The answer must be every line below that holds the word "tracing".

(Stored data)
####################

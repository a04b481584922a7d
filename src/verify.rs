use std::fmt::{Display, Formatter};

/// Number of individual mismatch positions kept for reporting
pub const MAX_REPORTED_MISMATCHES: usize = 10;

#[derive(Debug, Clone, Copy, PartialEq, Eq)]
pub struct Mismatch {
    pub position: usize,
    pub original: u8,
    pub received: u8,
}

impl Mismatch {
    fn divergence(&self) -> u8 {
        self.original.abs_diff(self.received)
    }
}

#[derive(Debug, Clone, PartialEq)]
pub struct VerifyReport {
    pub original_len: usize,
    pub received_len: usize,
    /// number of differing bytes, only counted if both have the same length
    pub mismatch_count: usize,
    pub first_mismatches: Vec<Mismatch>,
    /// the mismatch with the biggest absolute byte difference, the first one if there are
    ///  several
    pub largest_divergence: Option<Mismatch>,
}

impl VerifyReport {
    pub fn matches(&self) -> bool {
        self.original_len == self.received_len && self.mismatch_count == 0
    }

    pub fn mismatch_percent(&self) -> f64 {
        if self.original_len == 0 {
            return 0.0;
        }
        self.mismatch_count as f64 * 100.0 / self.original_len as f64
    }
}

/// Compares received data to the original byte by byte. Data of different length is reported
///  as a size mismatch without comparing the content.
pub fn verify(original: &[u8], received: &[u8]) -> VerifyReport {
    let mut report = VerifyReport {
        original_len: original.len(),
        received_len: received.len(),
        mismatch_count: 0,
        first_mismatches: Vec::new(),
        largest_divergence: None,
    };
    if original.len() != received.len() {
        return report;
    }

    let mismatches = original.iter()
        .zip(received)
        .enumerate()
        .filter(|(_, (o, r))| o != r)
        .map(|(position, (&original, &received))| Mismatch { position, original, received });

    for mismatch in mismatches {
        report.mismatch_count += 1;
        if report.first_mismatches.len() < MAX_REPORTED_MISMATCHES {
            report.first_mismatches.push(mismatch);
        }
        match &report.largest_divergence {
            Some(largest) if largest.divergence() >= mismatch.divergence() => {}
            _ => report.largest_divergence = Some(mismatch),
        }
    }
    report
}

impl Display for VerifyReport {
    fn fmt(&self, f: &mut Formatter<'_>) -> std::fmt::Result {
        if self.original_len != self.received_len {
            return write!(f, "Data size mismatch: original={} bytes, received={} bytes", self.original_len, self.received_len);
        }
        if self.matches() {
            return write!(f, "Data verification successful: all {} bytes match", self.original_len);
        }

        for m in &self.first_mismatches {
            writeln!(f, "Data mismatch at position {}: original=0x{:02x}, received=0x{:02x}", m.position, m.original, m.received)?;
        }
        if let Some(m) = &self.largest_divergence {
            writeln!(f, "Largest divergence at position {}: original=0x{:02x}, received=0x{:02x}", m.position, m.original, m.received)?;
        }
        write!(f, "Total data mismatches: {} bytes ({:.4}%)", self.mismatch_count, self.mismatch_percent())
    }
}
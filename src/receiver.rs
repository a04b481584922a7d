use std::net::SocketAddr;
use std::sync::Arc;
use std::time::Duration;
use async_trait::async_trait;
use bytes::{Bytes, BytesMut};
#[cfg(test)] use mockall::automock;
use tokio::time::Instant;
use tracing::{debug, error, info, span, trace, warn, Instrument, Level};
use uuid::Uuid;
use crate::config::ArqConfig;
use crate::error::TransferError;
use crate::latency::{Histogram, LatencyRecorder, LatencySummary};
use crate::packet::{CodecError, Packet, ACK_DATAGRAM};
use crate::sequence::SequenceBit;
use crate::socket::DatagramSocket;

#[derive(Debug, Clone, Copy, PartialEq, Eq)]
pub enum ReceiverState {
    Idle,
    WaitingPacket,
    Done,
}

/// What the receiver made of a single datagram
#[derive(Debug, Clone, PartialEq, Eq)]
pub enum DatagramOutcome {
    /// not a packet at all - dropped without ack
    Malformed(CodecError),
    /// structurally valid, but the payload does not match its checksum
    Corrupt { sequence: SequenceBit, checksum: u32, calculated: u32 },
    /// a valid packet with the wrong sequence bit, typically a retransmission after a lost ack
    Duplicate { sequence: SequenceBit, expected: SequenceBit },
    Accepted {
        sequence: SequenceBit,
        len: usize,
        is_last: bool,
        /// the reassembled data if this packet completed the stream
        completed: Option<Bytes>,
    },
}

impl DatagramOutcome {
    /// NB: Corrupt packets and duplicates are acked as well. The ack carries no sequence
    ///  number, so the sender takes it as confirmation of whatever it sent last.
    pub fn requires_ack(&self) -> bool {
        !matches!(self, DatagramOutcome::Malformed(_))
    }
}

/// The final packet of a completed stream, remembered for a while so that a retransmission
///  (after its ack was lost) is not mistaken for the start of a new stream
#[derive(Debug, Clone, Copy)]
struct CompletedPacket {
    sequence: SequenceBit,
    checksum: u32,
    len: usize,
    at: Instant,
}

/// The receiver's state machine without any I/O: It consumes raw datagrams and reassembles
///  the payload of consecutive packets in order.
pub struct Reassembly {
    max_segment: usize,
    state: ReceiverState,
    expected: SequenceBit,
    buffer: BytesMut,
    completed: Option<CompletedPacket>,
    completion_linger: Duration,
}

impl Reassembly {
    pub fn new(config: &ArqConfig) -> Reassembly {
        Reassembly {
            max_segment: config.max_segment,
            state: ReceiverState::Idle,
            expected: SequenceBit::ZERO,
            buffer: BytesMut::new(),
            completed: None,
            // the sender retransmits its final packet for at most this long
            completion_linger: config.ack_timeout.saturating_mul(config.max_retries),
        }
    }

    pub fn state(&self) -> ReceiverState {
        self.state
    }

    pub fn expected(&self) -> SequenceBit {
        self.expected
    }

    /// number of bytes reassembled so far for the current stream
    pub fn buffered_len(&self) -> usize {
        self.buffer.len()
    }

    pub fn on_datagram(&mut self, datagram: &[u8]) -> DatagramOutcome {
        self.on_datagram_at(datagram, Instant::now())
    }

    pub fn on_datagram_at(&mut self, datagram: &[u8], now: Instant) -> DatagramOutcome {
        let packet = match Packet::decode(datagram, self.max_segment) {
            Ok(packet) => packet,
            Err(e) => return DatagramOutcome::Malformed(e),
        };

        if self.completed.is_some_and(|c| now.saturating_duration_since(c.at) >= self.completion_linger) {
            self.completed = None;
        }
        if self.is_retransmitted_final_packet(&packet) {
            return DatagramOutcome::Duplicate { sequence: packet.sequence, expected: self.expected };
        }
        // NB: the final packet stays remembered until its linger expires or a new stream
        //  accepts a packet. Stale or corrupt packets leave it alone.
        if self.completed.is_none() {
            self.state = ReceiverState::WaitingPacket;
        }

        if !packet.verify() {
            return DatagramOutcome::Corrupt {
                sequence: packet.sequence,
                checksum: packet.checksum,
                calculated: crate::packet::checksum(&packet.payload),
            };
        }
        if packet.sequence != self.expected {
            return DatagramOutcome::Duplicate { sequence: packet.sequence, expected: self.expected };
        }

        self.completed = None;
        self.state = ReceiverState::WaitingPacket;
        self.buffer.extend_from_slice(&packet.payload);
        self.expected.flip();

        let completed = if packet.is_last {
            self.state = ReceiverState::Done;
            self.expected = SequenceBit::ZERO;
            self.completed = Some(CompletedPacket {
                sequence: packet.sequence,
                checksum: packet.checksum,
                len: packet.payload.len(),
                at: now,
            });
            Some(self.buffer.split().freeze())
        }
        else {
            None
        };

        DatagramOutcome::Accepted {
            sequence: packet.sequence,
            len: packet.payload.len(),
            is_last: packet.is_last,
            completed,
        }
    }

    fn is_retransmitted_final_packet(&self, packet: &Packet) -> bool {
        match &self.completed {
            Some(c) => {
                c.sequence == packet.sequence
                    && c.checksum == packet.checksum
                    && c.len == packet.payload.len()
                    && packet.is_last
            }
            None => false,
        }
    }
}

/// A completely received stream
#[derive(Debug, Clone)]
pub struct ReceivedTransfer {
    pub transfer_id: Uuid,
    pub from: SocketAddr,
    pub data: Bytes,
    pub latency: LatencySummary,
    pub histogram: Option<Histogram>,
}

/// Application callback for completed transfers. A failing sink aborts the receiver.
#[cfg_attr(test, automock)]
#[async_trait]
pub trait TransferSink: Send + Sync {
    async fn on_transfer_complete(&self, transfer: &ReceivedTransfer) -> anyhow::Result<()>;
}

/// The I/O driver for a [Reassembly]: receives datagrams, acks them, and hands out completed
///  transfers.
pub struct Receiver {
    config: Arc<ArqConfig>,
    socket: Arc<dyn DatagramSocket>,
    reassembly: Reassembly,
    latency: LatencyRecorder,
}

impl Receiver {
    pub fn new(config: Arc<ArqConfig>, socket: Arc<dyn DatagramSocket>) -> anyhow::Result<Receiver> {
        config.validate()?;

        Ok(Receiver {
            reassembly: Reassembly::new(&config),
            config,
            socket,
            latency: LatencyRecorder::new(),
        })
    }

    pub fn state(&self) -> ReceiverState {
        self.reassembly.state()
    }

    /// Receives until a stream is complete
    pub async fn receive_transfer(&mut self) -> Result<ReceivedTransfer, TransferError> {
        let transfer_id = Uuid::new_v4();
        let span = span!(Level::INFO, "receive", %transfer_id);
        self.do_receive_transfer(transfer_id)
            .instrument(span)
            .await
    }

    /// Receives and delivers transfers until the sink or the socket fails
    pub async fn run(&mut self, sink: &dyn TransferSink) -> Result<(), TransferError> {
        info!("waiting for data on {:?}", self.socket.local_addr());
        loop {
            let transfer = self.receive_transfer().await?;
            if let Err(e) = sink.on_transfer_complete(&transfer).await {
                error!("failed to deliver transfer {}: {:#}", transfer.transfer_id, e);
                return Err(TransferError::Resource(e));
            }
        }
    }

    async fn do_receive_transfer(&mut self, transfer_id: Uuid) -> Result<ReceivedTransfer, TransferError> {
        let mut buf = vec![0u8; self.config.max_packet_len()];
        let mut consecutive_errors = 0u32;
        let mut started = false;

        loop {
            let (len, from) = match self.socket.recv_from(&mut buf).await {
                Ok(x) => {
                    consecutive_errors = 0;
                    x
                }
                Err(e) => {
                    consecutive_errors += 1;
                    error!("socket error: {}", e);
                    if consecutive_errors >= self.config.max_consecutive_receive_errors {
                        return Err(TransferError::ReceiveFailed { consecutive_errors, source: e });
                    }
                    continue;
                }
            };
            let received_at = Instant::now();

            let outcome = self.reassembly.on_datagram_at(&buf[..len], received_at);
            // leftovers of the previous stream do not start the clock
            if !started && matches!(outcome, DatagramOutcome::Accepted { .. } | DatagramOutcome::Corrupt { .. }) {
                started = true;
                self.latency = LatencyRecorder::new();
                self.latency.start_transfer_at(received_at);
            }
            Self::log_outcome(&outcome, from, self.reassembly.buffered_len());

            if outcome.requires_ack() {
                if let Err(e) = self.socket.send_to(from, &ACK_DATAGRAM).await {
                    // the sender will time out and retransmit
                    warn!("error sending ack to {:?}: {}", from, e);
                }
            }
            if started {
                self.latency.record(received_at.elapsed(), false);
            }

            if let DatagramOutcome::Accepted { completed: Some(data), .. } = outcome {
                self.latency.end_transfer(data.len());
                let transfer = ReceivedTransfer {
                    transfer_id,
                    from,
                    latency: self.latency.summary(),
                    histogram: self.histogram(),
                    data,
                };
                info!("received {} bytes from {:?}", transfer.data.len(), from);
                return Ok(transfer);
            }
        }
    }

    fn histogram(&self) -> Option<Histogram> {
        if self.latency.len() > self.config.histogram_min_samples {
            self.latency.histogram(self.config.histogram_bins)
        }
        else {
            None
        }
    }

    fn log_outcome(outcome: &DatagramOutcome, from: SocketAddr, buffered_len: usize) {
        match outcome {
            DatagramOutcome::Malformed(e) => debug!("dropping malformed datagram from {:?}: {}", from, e),
            DatagramOutcome::Corrupt { sequence, checksum, calculated } =>
                warn!("checksum mismatch for packet {} from {:?}: expected={:08x}, calculated={:08x}", sequence, from, checksum, calculated),
            DatagramOutcome::Duplicate { sequence, expected } =>
                debug!("duplicate or out-of-order packet {} from {:?}, expected {}", sequence, from, expected),
            DatagramOutcome::Accepted { sequence, len, is_last, .. } => {
                trace!("accepted packet {} from {:?}: {} bytes (total: {} bytes)", sequence, from, len, buffered_len);
                if *is_last {
                    debug!("last packet received");
                }
            }
        }
    }
}
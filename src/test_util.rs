//! An in-memory datagram link with configurable fault injection. It is used for testing the
//!  sender and receiver state machines in this crate, but it is exported for testing
//!  application code built on top of them as well.

use std::collections::HashSet;
use std::io;
use std::net::{Ipv4Addr, SocketAddr, SocketAddrV4};
use std::sync::Mutex;
use async_trait::async_trait;
use bytes::Bytes;
use rand::rngs::StdRng;
use rand::{Rng, SeedableRng};
use tokio::sync::mpsc;
use tracing::trace;
use crate::socket::DatagramSocket;

/// convenience for test code: the same number always yields the same (local) address
pub fn test_addr(number: u16) -> SocketAddr {
    SocketAddr::V4(SocketAddrV4::new(Ipv4Addr::LOCALHOST, number))
}

/// Faults applied to the datagrams a [SimulatedSocket] *sends*. Datagrams are numbered by
///  successful `send_to` calls, starting at 0.
#[derive(Clone, Debug, Default)]
pub struct FaultPlan {
    pub drop_all: bool,
    pub drop: HashSet<usize>,
    /// flip the lowest bit of the datagram's last byte
    pub corrupt: HashSet<usize>,
    pub duplicate: HashSet<usize>,
    /// this many `send_to` calls fail with an I/O error before the first one succeeds
    pub fail_first_sends: usize,
    /// probability of dropping each datagram, drawn from an RNG seeded with `seed`
    pub loss_rate: f64,
    pub seed: u64,
}

impl FaultPlan {
    pub fn reliable() -> FaultPlan {
        Default::default()
    }

    pub fn dropping_all() -> FaultPlan {
        FaultPlan { drop_all: true, ..Default::default() }
    }

    pub fn dropping(indices: &[usize]) -> FaultPlan {
        FaultPlan { drop: indices.iter().copied().collect(), ..Default::default() }
    }

    pub fn corrupting(indices: &[usize]) -> FaultPlan {
        FaultPlan { corrupt: indices.iter().copied().collect(), ..Default::default() }
    }

    pub fn duplicating(indices: &[usize]) -> FaultPlan {
        FaultPlan { duplicate: indices.iter().copied().collect(), ..Default::default() }
    }

    pub fn lossy(loss_rate: f64, seed: u64) -> FaultPlan {
        FaultPlan { loss_rate, seed, ..Default::default() }
    }
}

struct FaultState {
    plan: FaultPlan,
    rng: StdRng,
    num_send_calls: usize,
    num_sent: usize,
    sent: Vec<Bytes>,
}

/// One end of an in-memory link created by [simulated_link].
pub struct SimulatedSocket {
    local_addr: SocketAddr,
    peer_addr: SocketAddr,
    to_peer: mpsc::UnboundedSender<(SocketAddr, Bytes)>,
    to_self: mpsc::UnboundedSender<(SocketAddr, Bytes)>,
    /// tokio's Mutex so that a pending receive can be dropped without losing a datagram
    inbox: tokio::sync::Mutex<mpsc::UnboundedReceiver<(SocketAddr, Bytes)>>,
    faults: Mutex<FaultState>,
}

/// Creates two connected sockets, each applying its own fault plan to the datagrams it sends
pub fn simulated_link(addr_a: SocketAddr, faults_a: FaultPlan, addr_b: SocketAddr, faults_b: FaultPlan) -> (SimulatedSocket, SimulatedSocket) {
    let (send_a, recv_a) = mpsc::unbounded_channel();
    let (send_b, recv_b) = mpsc::unbounded_channel();

    let a = SimulatedSocket::new(addr_a, addr_b, send_b.clone(), send_a.clone(), recv_a, faults_a);
    let b = SimulatedSocket::new(addr_b, addr_a, send_a, send_b, recv_b, faults_b);
    (a, b)
}

impl SimulatedSocket {
    fn new(
        local_addr: SocketAddr,
        peer_addr: SocketAddr,
        to_peer: mpsc::UnboundedSender<(SocketAddr, Bytes)>,
        to_self: mpsc::UnboundedSender<(SocketAddr, Bytes)>,
        inbox: mpsc::UnboundedReceiver<(SocketAddr, Bytes)>,
        plan: FaultPlan,
    ) -> SimulatedSocket {
        SimulatedSocket {
            local_addr,
            peer_addr,
            to_peer,
            to_self,
            inbox: tokio::sync::Mutex::new(inbox),
            faults: Mutex::new(FaultState {
                rng: StdRng::seed_from_u64(plan.seed),
                plan,
                num_send_calls: 0,
                num_sent: 0,
                sent: Vec::new(),
            }),
        }
    }

    /// Places a datagram into this socket's inbox as if it had arrived from `from`
    pub fn inject(&self, from: SocketAddr, datagram: &[u8]) {
        let _ = self.to_self.send((from, Bytes::copy_from_slice(datagram)));
    }

    /// All datagrams passed to successful `send_to` calls (before faults were applied)
    pub fn sent_datagrams(&self) -> Vec<Bytes> {
        self.faults.lock()
            .map(|f| f.sent.clone())
            .unwrap_or_default()
    }

    pub fn num_send_calls(&self) -> usize {
        self.faults.lock()
            .map(|f| f.num_send_calls)
            .unwrap_or_default()
    }
}

#[async_trait]
impl DatagramSocket for SimulatedSocket {
    async fn send_to(&self, to: SocketAddr, datagram: &[u8]) -> io::Result<()> {
        let (copies, corrupt) = {
            let mut faults = self.faults.lock()
                .map_err(|_| io::Error::new(io::ErrorKind::Other, "poisoned fault state"))?;

            faults.num_send_calls += 1;
            if faults.num_send_calls <= faults.plan.fail_first_sends {
                trace!("simulated send failure #{}", faults.num_send_calls);
                return Err(io::Error::new(io::ErrorKind::Other, "simulated send failure"));
            }

            let index = faults.num_sent;
            faults.num_sent += 1;
            faults.sent.push(Bytes::copy_from_slice(datagram));

            let loss_rate = faults.plan.loss_rate;
            let lost = loss_rate > 0.0 && faults.rng.gen_bool(loss_rate);
            let copies = if faults.plan.drop_all || faults.plan.drop.contains(&index) || lost {
                trace!("simulated loss of datagram #{}", index);
                0
            }
            else if faults.plan.duplicate.contains(&index) {
                2
            }
            else {
                1
            };
            (copies, faults.plan.corrupt.contains(&index))
        };

        if to != self.peer_addr {
            trace!("no simulated peer at {:?} - datagram vanishes", to);
            return Ok(());
        }

        let mut datagram = datagram.to_vec();
        if corrupt {
            if let Some(last) = datagram.last_mut() {
                *last ^= 0x01;
            }
        }

        let datagram = Bytes::from(datagram);
        for _ in 0..copies {
            // the peer may be gone, which is just another way of losing a datagram
            let _ = self.to_peer.send((self.local_addr, datagram.clone()));
        }
        Ok(())
    }

    async fn recv_from(&self, buf: &mut [u8]) -> io::Result<(usize, SocketAddr)> {
        let mut inbox = self.inbox.lock().await;
        match inbox.recv().await {
            Some((from, datagram)) => {
                // like UDP, excess bytes are discarded if the buffer is too small
                let len = datagram.len().min(buf.len());
                buf[..len].copy_from_slice(&datagram[..len]);
                Ok((len, from))
            }
            None => Err(io::Error::new(io::ErrorKind::ConnectionAborted, "simulated link closed")),
        }
    }

    fn local_addr(&self) -> io::Result<SocketAddr> {
        Ok(self.local_addr)
    }
}
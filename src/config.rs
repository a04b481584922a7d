use std::time::Duration;
use anyhow::bail;

/// Tunables for both sides of a stop-and-wait transfer. Sender and receiver are expected to
///  share the same `max_segment`; the other values are local to each side.
#[derive(Clone, Debug)]
pub struct ArqConfig {
    /// The maximum number of payload bytes per packet. The header encodes the payload length
    ///  as a u16, so this can not be bigger than `u16::MAX`.
    pub max_segment: usize,

    /// The number of failed attempts (timeouts or transport failures) after which the sender
    ///  gives up on a packet, and on the transfer as a whole. The first transmission counts as
    ///  an attempt, so a packet is transmitted at most this many times.
    pub max_retries: u32,

    /// Time to wait for an acknowledgement before retransmitting
    pub ack_timeout: Duration,

    /// Base for the exponential backoff after a failed *send* operation: the n-th retry waits
    ///  for `backoff_base * 2^n`.
    ///
    /// NB: Ack timeouts retransmit immediately without backoff
    pub backoff_base: Duration,

    /// Progress is reported when it advanced by at least this many percent...
    pub progress_percent_step: u32,
    /// ... or after this many acknowledged packets, whichever comes first
    pub progress_packet_step: u32,

    pub histogram_bins: usize,
    /// The latency histogram is only worth printing for more than this many samples
    pub histogram_min_samples: usize,

    /// Socket send and receive buffer size, `None` to leave the OS defaults
    pub socket_buffer_size: Option<usize>,

    /// The receiver retries failed `recv` calls, but treats this many failures in a row as
    ///  fatal to avoid spinning on a broken socket
    pub max_consecutive_receive_errors: u32,
}

impl Default for ArqConfig {
    fn default() -> Self {
        ArqConfig {
            max_segment: 1024,
            max_retries: 5,
            ack_timeout: Duration::from_millis(1000),
            backoff_base: Duration::from_millis(50),
            progress_percent_step: 5,
            progress_packet_step: 10,
            histogram_bins: 10,
            histogram_min_samples: 10,
            socket_buffer_size: Some(8192),
            max_consecutive_receive_errors: 16,
        }
    }
}

impl ArqConfig {
    pub fn validate(&self) -> anyhow::Result<()> {
        if self.max_segment == 0 {
            bail!("max segment size must not be 0");
        }
        if self.max_segment > u16::MAX as usize {
            bail!("max segment size {} does not fit the u16 length field", self.max_segment);
        }
        if self.max_retries == 0 {
            bail!("max retries must be at least 1");
        }
        if self.ack_timeout.is_zero() {
            bail!("ack timeout must be positive");
        }
        if self.histogram_bins == 0 {
            bail!("histogram needs at least one bin");
        }
        if self.max_consecutive_receive_errors == 0 {
            bail!("max consecutive receive errors must be at least 1");
        }
        Ok(())
    }

    /// The size of the biggest datagram this configuration produces, i.e. the receive buffer
    ///  size required to never truncate a packet
    pub fn max_packet_len(&self) -> usize {
        crate::packet::HEADER_LEN + self.max_segment
    }
}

####################

• **Your response**:
use tracing::{debug, error, info, span, trace, warn, Instrument, Level};
use tracing::trace;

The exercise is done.